Wahlanalyse Wie die Grünen auf Platz zwei geklettert sind

Die Grünen holen bei den unter 25-Jährigen mehr Stimmen als Union, SPD und FDP zusammen. Die Union kann sich nur noch auf die Rentner verlassen. Die schnelle Datenanalyse zur Europawahl.
Robert Habeck in Bremen: Großer Rückhalt bei den unter 34-Jährigen

Robert Habeck in Bremen: Großer Rückhalt bei den unter 34-Jährigen

Foto: Ole Spata/ DPA

Die Wahlbeteiligung bei dieser Europawahl lag so hoch wie seit drei Jahrzehnten nicht mehr. Rund 62 Prozent der Wahlberechtigten in Deutschland machten von ihrem Stimmrecht Gebrauch - so viele waren es zuletzt im Juni 1989. Damals stand die Berliner Mauer noch, nur die Westdeutschen konnten abstimmen. Gegenüber der letzten Europawahl 2014 stieg die Beteiligung um rund 14 Prozentpunkte.

Der große Gewinner dieser Wahl sind die Grünen. Das liegt vor allem daran, dass für 48 Prozent der Wähler Klima- und Umweltschutz das wichtigste Thema bei der Wahlentscheidung war - und hier wird den Grünen offensichtlich die größte Kompetenz zugetraut. Bei der EU-Wahl vor fünf Jahren waren Klima- und Umweltschutz nur für 20 Prozent der Wähler entscheidend. Hingegen sind die Themen, die 2014 für die meisten Wähler wahlentscheidend waren - soziale Sicherheit und Friedenssicherung - heute für viele weniger wichtig.

Mit ihrem Fokus auf Umwelt- und Klimaschutz haben die Grünen besonders bei 18- bis 24-Jährigen gepunktet. Hier holte die Partei 33 Prozent der Stimmen - mehr als Union, SPD und FDP zusammen. Auch bei den 25- bis 34-Jährigen liegen die Grünen mit 22 Prozent vorn.

Die (bisherigen) Volksparteien CDU/CSU und SPD haben es den älteren Wählern zu verdanken, dass ihr Wahlergebnis nicht noch schlechter ausfällt: Bei den über 70-Jährigen holte die Union 48 Prozent der Stimmen, die SPD immerhin noch 26 Prozent. Für die Grünen stimmten in dieser Altersgruppe nur neun Prozent.

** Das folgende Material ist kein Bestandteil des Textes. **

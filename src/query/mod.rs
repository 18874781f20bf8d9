//! Translation of expressions and generic query options into native query structures.

mod compile;
mod options;

pub use compile::{compile, compile_or_empty};
pub use options::{QueryOption, SortDirection, describe, to_multi_options, to_single_options};
//! Schema-driven field validation. Checks are per field and never fail fast;
//! the service collects every failing field so the form can show all of them.

use crate::schema::{FieldDef, FieldKind};
use regex::Regex;
use serde_json::Value;
use std::sync::OnceLock;

fn email_pattern() -> &'static Regex {
    static RE: OnceLock<Regex> = OnceLock::new();
    // local@domain with non-empty halves; anything stricter belongs in a
    // confirmation-mail flow, not here
    RE.get_or_init(|| Regex::new(r"^[^@\s]+@[^@\s]+$").expect("literal pattern"))
}

pub(crate) fn value_is_blank(v: &Value) -> bool {
    match v {
        Value::Null => true,
        Value::String(s) => s.trim().is_empty(),
        _ => false,
    }
}

/// Check one field against its declared rules; `None` means clean.
/// Reference resolution hits the data store and is handled by the service.
pub(crate) fn check_field(field: &FieldDef, value: Option<&Value>) -> Option<String> {
    let blank = value.map(value_is_blank).unwrap_or(true);
    if blank {
        return if field.required {
            Some(format!("{} is required", field.label))
        } else {
            None
        };
    }
    let Some(value) = value else { return None };
    match field.kind {
        FieldKind::Text | FieldKind::LongText | FieldKind::Reference => None,
        FieldKind::Email => match value.as_str() {
            Some(s) if email_pattern().is_match(s) => None,
            _ => Some(format!("{} must be a valid email address", field.label)),
        },
        FieldKind::Integer => match value {
            Value::Number(n) if n.is_i64() || n.is_u64() => None,
            Value::String(s) if s.trim().parse::<i64>().is_ok() => None,
            _ => Some(format!("{} must be a whole number", field.label)),
        },
    }
}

Das desaströse Abschneiden der SPD liegt darin begründet, dass die Partei ihre Kernklientel verloren hat. Nur 14 Prozent der Arbeiter stimmten für die Sozialdemokraten. Damit liegt die SPD hier weit hinter der Union (24 Prozent) und der AfD (23 Prozent).

Die Rechtspopulisten punkteten nicht nur bei den Arbeitern stark, sondern erst recht bei den Arbeitslosen. 21 Prozent der Erwerbslosen wählten die AfD. In dieser Gruppe waren auch die Grünen mit 17 Prozent überraschend stark.

Die Grünen wurden unter den Angestellten mit 26 Prozent stärkste Kraft. Bei den Selbstständigen liegen die Grünen mit 25 Prozent gleichauf mit der Union - und weit vor der FDP.

Die Zahlen zur Wählerwanderung sind nur begrenzt aussagekräftig, weil das Meinungsforschungsinstitut infratest dimap die Werte der Europawahl mit der Bundestagswahl 2017 vergleicht, bei der die Wahlbeteiligung mit 76,2 Prozent deutlich höher lag - und bei der die Wähler oft mit anderer Motivation wählen, unter anderem weil es bei der Bundestagswahl anders als bei der EU-Wahl eine Fünfprozenthürde gibt.

Im Vergleich zur Bundestagswahl vor knapp zwei Jahren sind die Grünen von Platz 6 auf Platz 2 gesprungen. Sie haben vor allem frühere Anhänger von Union und SPD von sich überzeugt. Knapp 1,3 Millionen frühere SPD-Wähler und rund 1,1 Millionen ehemalige CDU/CSU-Wähler haben diesmal für die Grünen gestimmt. Aber auch 570.000 ehemalige Linken-Anhänger und 470.000 frühere FDP-Unterstützer sind zu den Grünen gewechselt - und sogar einstige 50.000 AfD-Wähler.

Die (früheren) Volksparteien haben es nicht geschafft, die Wähler, die ihnen bei der Bundestagswahl 2017 die Stimme gaben, für die Europawahl zu mobilisieren: Fast 2,5 Millionen Bürger, die 2017 für CDU und CSU gestimmt hatten, sind diesmal gar nicht zur Wahl gegangen. Auch die SPD hat mehr als 2 Millionen Anhänger an die Nichtwähler verloren.